··· Information

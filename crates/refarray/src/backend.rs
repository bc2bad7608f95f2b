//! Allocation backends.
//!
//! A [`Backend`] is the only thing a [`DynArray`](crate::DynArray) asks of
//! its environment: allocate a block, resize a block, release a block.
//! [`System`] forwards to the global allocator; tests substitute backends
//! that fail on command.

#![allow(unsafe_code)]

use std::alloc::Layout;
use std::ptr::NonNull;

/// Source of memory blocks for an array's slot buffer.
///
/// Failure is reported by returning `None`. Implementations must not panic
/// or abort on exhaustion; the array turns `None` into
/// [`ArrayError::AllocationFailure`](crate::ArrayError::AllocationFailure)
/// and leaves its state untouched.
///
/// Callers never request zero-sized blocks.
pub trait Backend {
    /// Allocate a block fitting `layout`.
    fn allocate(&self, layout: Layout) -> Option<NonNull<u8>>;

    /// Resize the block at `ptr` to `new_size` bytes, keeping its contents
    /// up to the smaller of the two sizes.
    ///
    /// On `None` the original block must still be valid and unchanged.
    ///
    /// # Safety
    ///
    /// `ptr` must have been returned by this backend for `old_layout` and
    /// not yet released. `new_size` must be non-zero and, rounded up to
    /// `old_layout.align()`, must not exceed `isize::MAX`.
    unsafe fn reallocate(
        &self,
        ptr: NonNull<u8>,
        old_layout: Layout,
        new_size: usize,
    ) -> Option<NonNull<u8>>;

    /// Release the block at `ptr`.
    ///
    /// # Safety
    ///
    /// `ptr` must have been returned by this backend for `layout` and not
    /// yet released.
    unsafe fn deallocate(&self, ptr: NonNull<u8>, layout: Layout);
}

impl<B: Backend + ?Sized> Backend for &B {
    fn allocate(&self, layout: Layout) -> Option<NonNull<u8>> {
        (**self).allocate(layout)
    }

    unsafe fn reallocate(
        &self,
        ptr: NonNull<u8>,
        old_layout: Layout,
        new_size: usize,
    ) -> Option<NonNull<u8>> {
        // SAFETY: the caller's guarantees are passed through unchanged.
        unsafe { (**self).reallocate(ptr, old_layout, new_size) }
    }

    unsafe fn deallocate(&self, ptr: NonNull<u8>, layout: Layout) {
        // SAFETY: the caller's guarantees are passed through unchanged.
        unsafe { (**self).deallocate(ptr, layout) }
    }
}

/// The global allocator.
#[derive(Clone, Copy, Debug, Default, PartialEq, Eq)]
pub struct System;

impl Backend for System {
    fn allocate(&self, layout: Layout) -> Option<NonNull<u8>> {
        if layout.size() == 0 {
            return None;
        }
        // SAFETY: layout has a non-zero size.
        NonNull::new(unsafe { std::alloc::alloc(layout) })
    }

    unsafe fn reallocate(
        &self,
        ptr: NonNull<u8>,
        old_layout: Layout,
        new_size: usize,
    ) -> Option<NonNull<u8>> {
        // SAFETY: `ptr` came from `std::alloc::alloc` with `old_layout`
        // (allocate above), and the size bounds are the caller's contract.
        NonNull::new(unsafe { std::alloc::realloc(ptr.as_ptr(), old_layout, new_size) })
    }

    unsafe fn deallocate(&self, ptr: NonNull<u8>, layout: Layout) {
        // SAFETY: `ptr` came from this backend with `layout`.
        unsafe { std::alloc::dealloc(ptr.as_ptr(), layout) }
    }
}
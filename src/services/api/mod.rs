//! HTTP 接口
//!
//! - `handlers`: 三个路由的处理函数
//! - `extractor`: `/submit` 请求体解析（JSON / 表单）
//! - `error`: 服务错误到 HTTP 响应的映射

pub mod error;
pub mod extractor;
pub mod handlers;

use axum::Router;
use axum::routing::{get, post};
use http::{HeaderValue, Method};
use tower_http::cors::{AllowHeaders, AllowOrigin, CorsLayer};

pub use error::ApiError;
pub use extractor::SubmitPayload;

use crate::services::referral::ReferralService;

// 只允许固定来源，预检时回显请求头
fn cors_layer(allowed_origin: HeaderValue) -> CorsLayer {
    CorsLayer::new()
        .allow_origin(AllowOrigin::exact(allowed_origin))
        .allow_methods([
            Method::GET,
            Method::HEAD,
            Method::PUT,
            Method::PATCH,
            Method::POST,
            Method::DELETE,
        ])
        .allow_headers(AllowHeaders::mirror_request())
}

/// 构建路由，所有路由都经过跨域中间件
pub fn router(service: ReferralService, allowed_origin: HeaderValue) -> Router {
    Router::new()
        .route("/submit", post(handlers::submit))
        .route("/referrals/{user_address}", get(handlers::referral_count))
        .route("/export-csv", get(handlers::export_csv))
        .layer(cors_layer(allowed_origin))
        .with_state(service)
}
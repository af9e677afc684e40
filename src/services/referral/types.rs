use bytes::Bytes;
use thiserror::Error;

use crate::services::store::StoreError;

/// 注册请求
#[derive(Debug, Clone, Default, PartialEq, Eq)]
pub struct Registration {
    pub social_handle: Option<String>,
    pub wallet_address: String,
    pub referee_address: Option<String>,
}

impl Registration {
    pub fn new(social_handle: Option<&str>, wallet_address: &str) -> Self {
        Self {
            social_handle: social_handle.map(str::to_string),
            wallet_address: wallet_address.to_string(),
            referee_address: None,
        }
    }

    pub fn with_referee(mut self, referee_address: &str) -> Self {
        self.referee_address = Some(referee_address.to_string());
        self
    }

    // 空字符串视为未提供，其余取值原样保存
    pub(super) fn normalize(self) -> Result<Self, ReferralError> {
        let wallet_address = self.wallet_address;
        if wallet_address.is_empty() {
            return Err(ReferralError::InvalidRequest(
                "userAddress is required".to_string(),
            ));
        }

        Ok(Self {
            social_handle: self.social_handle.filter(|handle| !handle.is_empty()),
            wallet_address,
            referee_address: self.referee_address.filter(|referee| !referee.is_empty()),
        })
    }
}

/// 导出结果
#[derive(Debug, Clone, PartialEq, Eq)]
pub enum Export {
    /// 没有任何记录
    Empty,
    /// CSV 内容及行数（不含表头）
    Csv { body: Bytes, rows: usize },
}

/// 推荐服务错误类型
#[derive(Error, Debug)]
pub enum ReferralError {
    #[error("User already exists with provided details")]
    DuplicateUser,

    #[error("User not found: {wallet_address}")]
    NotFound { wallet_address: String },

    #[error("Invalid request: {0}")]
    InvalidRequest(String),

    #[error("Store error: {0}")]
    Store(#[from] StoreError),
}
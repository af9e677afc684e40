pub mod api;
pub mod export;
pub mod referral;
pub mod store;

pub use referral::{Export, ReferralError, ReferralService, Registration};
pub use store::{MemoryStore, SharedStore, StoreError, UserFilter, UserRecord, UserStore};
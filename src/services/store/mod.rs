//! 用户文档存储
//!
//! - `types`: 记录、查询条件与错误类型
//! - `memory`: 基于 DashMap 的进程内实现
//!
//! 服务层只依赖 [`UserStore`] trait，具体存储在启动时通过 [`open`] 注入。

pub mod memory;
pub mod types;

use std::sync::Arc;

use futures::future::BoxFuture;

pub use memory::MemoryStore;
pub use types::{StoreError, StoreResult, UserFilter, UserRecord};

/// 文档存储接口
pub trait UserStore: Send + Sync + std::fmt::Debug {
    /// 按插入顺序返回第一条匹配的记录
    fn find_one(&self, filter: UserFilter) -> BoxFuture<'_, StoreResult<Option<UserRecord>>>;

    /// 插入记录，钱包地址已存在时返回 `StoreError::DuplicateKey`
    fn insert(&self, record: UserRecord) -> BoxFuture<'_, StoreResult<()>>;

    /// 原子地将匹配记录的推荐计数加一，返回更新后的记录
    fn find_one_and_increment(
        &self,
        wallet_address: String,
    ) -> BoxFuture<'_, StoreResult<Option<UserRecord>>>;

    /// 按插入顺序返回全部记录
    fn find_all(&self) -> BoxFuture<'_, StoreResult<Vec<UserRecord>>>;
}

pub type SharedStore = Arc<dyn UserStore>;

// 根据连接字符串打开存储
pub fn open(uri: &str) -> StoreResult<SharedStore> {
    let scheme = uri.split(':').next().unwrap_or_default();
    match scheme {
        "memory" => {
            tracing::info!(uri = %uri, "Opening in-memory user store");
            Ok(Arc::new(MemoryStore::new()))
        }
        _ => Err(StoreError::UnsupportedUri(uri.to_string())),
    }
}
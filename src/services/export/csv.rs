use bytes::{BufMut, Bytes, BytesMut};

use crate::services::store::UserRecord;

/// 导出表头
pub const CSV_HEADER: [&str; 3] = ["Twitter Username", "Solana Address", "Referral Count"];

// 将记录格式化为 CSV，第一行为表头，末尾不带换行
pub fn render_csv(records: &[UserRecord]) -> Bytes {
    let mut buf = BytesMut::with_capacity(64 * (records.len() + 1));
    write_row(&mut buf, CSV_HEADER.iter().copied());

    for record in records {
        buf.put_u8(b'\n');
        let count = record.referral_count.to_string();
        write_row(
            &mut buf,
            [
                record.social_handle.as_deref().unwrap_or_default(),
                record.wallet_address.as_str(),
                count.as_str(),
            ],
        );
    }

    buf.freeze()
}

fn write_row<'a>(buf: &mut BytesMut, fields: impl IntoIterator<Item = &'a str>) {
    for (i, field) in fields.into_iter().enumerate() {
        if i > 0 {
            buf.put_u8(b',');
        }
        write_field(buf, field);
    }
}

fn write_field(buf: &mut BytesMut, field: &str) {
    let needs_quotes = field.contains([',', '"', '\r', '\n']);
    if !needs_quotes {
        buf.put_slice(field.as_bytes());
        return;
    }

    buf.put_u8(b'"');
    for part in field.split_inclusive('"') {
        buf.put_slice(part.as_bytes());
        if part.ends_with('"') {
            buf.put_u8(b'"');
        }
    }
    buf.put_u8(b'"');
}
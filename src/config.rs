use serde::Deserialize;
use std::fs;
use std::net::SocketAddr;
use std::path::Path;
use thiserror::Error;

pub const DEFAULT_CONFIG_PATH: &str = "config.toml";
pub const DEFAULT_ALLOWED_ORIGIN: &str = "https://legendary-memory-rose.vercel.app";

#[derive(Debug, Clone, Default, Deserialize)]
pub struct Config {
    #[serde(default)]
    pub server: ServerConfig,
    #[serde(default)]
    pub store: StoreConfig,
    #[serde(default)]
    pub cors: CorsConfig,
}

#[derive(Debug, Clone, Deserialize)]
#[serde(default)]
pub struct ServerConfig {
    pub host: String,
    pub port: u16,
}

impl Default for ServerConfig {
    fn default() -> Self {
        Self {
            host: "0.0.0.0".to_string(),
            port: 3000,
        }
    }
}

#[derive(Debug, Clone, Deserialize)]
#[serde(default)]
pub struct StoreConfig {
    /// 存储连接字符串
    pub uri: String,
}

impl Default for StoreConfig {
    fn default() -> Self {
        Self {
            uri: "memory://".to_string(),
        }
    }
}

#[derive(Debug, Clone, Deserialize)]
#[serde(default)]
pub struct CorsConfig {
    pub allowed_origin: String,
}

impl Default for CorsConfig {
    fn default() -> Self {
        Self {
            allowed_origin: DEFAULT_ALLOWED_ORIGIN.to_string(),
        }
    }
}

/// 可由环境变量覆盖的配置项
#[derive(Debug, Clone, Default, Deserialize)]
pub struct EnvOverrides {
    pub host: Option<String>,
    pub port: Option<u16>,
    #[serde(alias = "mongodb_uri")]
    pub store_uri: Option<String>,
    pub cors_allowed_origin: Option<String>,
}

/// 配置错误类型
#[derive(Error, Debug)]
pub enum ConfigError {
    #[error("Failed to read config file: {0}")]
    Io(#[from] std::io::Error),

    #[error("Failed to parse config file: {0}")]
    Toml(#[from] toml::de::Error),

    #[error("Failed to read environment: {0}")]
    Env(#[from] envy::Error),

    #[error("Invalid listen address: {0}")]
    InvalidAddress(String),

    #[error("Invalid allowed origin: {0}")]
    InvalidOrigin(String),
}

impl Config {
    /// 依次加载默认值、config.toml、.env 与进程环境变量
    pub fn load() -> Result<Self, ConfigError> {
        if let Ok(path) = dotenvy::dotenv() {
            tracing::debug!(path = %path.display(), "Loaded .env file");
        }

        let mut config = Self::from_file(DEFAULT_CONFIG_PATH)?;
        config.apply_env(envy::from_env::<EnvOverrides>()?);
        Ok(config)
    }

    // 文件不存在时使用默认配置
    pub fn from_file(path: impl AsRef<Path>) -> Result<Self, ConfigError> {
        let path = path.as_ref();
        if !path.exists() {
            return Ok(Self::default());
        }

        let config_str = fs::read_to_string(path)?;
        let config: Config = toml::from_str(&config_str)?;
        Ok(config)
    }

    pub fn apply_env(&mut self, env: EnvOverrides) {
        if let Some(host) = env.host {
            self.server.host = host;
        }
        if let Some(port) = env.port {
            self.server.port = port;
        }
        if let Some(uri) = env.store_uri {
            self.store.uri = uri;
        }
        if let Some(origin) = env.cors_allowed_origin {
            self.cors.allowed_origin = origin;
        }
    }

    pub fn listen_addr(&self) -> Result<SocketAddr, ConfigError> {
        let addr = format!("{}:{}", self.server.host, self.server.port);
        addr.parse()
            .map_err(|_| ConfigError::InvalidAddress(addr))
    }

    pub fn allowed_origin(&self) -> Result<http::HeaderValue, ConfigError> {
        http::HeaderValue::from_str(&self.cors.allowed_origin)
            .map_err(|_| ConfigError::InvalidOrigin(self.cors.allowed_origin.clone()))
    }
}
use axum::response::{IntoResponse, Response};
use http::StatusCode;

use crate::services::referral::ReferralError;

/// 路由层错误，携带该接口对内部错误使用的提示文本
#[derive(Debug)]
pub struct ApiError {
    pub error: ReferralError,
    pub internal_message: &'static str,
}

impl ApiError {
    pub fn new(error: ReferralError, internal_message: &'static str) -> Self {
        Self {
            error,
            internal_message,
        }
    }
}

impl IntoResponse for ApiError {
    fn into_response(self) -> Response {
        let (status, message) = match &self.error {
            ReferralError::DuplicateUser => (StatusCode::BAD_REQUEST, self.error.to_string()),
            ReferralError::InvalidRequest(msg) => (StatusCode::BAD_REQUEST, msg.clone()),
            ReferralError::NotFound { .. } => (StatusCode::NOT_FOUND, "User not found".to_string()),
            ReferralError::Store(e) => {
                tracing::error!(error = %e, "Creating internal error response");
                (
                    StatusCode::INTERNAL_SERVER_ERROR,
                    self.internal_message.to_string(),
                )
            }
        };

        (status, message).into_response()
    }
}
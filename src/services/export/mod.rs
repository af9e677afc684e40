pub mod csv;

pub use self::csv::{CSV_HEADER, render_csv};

······

- **What you need to do**: Work out how many lines of the entries contain the word "match", and answer with that number alone.

- **Result below**: 2